A classificação de facções brasileiras como organizações terroristas estrangeiras pelos Estados Unidos pode gerar impactos jurídicos e econômicos para empresas nacionais. O jurista Fabiano Rosa avalia que a medida, que utiliza a Seção 301 da legislação comercial americana, elevará os custos de conformidade das companhias.
As novas tarifas aplicadas ao Brasil baseiam-se na Seção 301, instrumento comercial dos EUA criado em 1974 para investigar práticas consideradas desleais. Segundo Fabiano Rosa, a mudança representa uma alteração na estratégia governamental americana, que passou a usar este mecanismo após questionamentos judiciais sobre o uso de poderes de emergência internacional.
Embora o Brasil tenha iniciado contestação formal na Organização Mundial do Comércio (OMC) por possível violação ao princípio da nação mais favorecida, o especialista afirma que a solução principal ocorrerá em negociações diretas com o governo americano.
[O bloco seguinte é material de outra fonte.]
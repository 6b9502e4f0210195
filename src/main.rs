use std::net::TcpListener;
use userdir::configuration::get_configuration;
use userdir::db::UserStore;
use userdir::startup::run;
use userdir::telemetry::{get_subscriber, init_subscriber};

#[actix_web::main]
async fn main() -> std::io::Result<()> {
    let subscriber = get_subscriber("userdir".into(), "info".into());
    init_subscriber(subscriber);

    let settings = get_configuration().expect("Failed to read configuration.");

    let store = UserStore::seeded();

    let address = format!("{}:{}", settings.app_host, settings.app_port);
    tracing::info!("Start server at {:?}", &address);
    let listener =
        TcpListener::bind(address).expect(&format!("failed to bind to {}", settings.app_port));

    run(listener, store).await?.await
}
Rosa comentou que a classificação das facções não se alinha ao conceito tradicional de terrorismo do direito internacional.
O principal efeito imediato recai sobre o ambiente de negócios. Empresas com vínculos financeiros ou operações internacionais nos EUA precisarão ampliar controles internos para comprovar ausência de relação com recursos ligados às organizações enquadradas. O jurista alertou que a normatização pode servir como argumento futuro para questionar diferenciais do sistema financeiro nacional, como o Pix.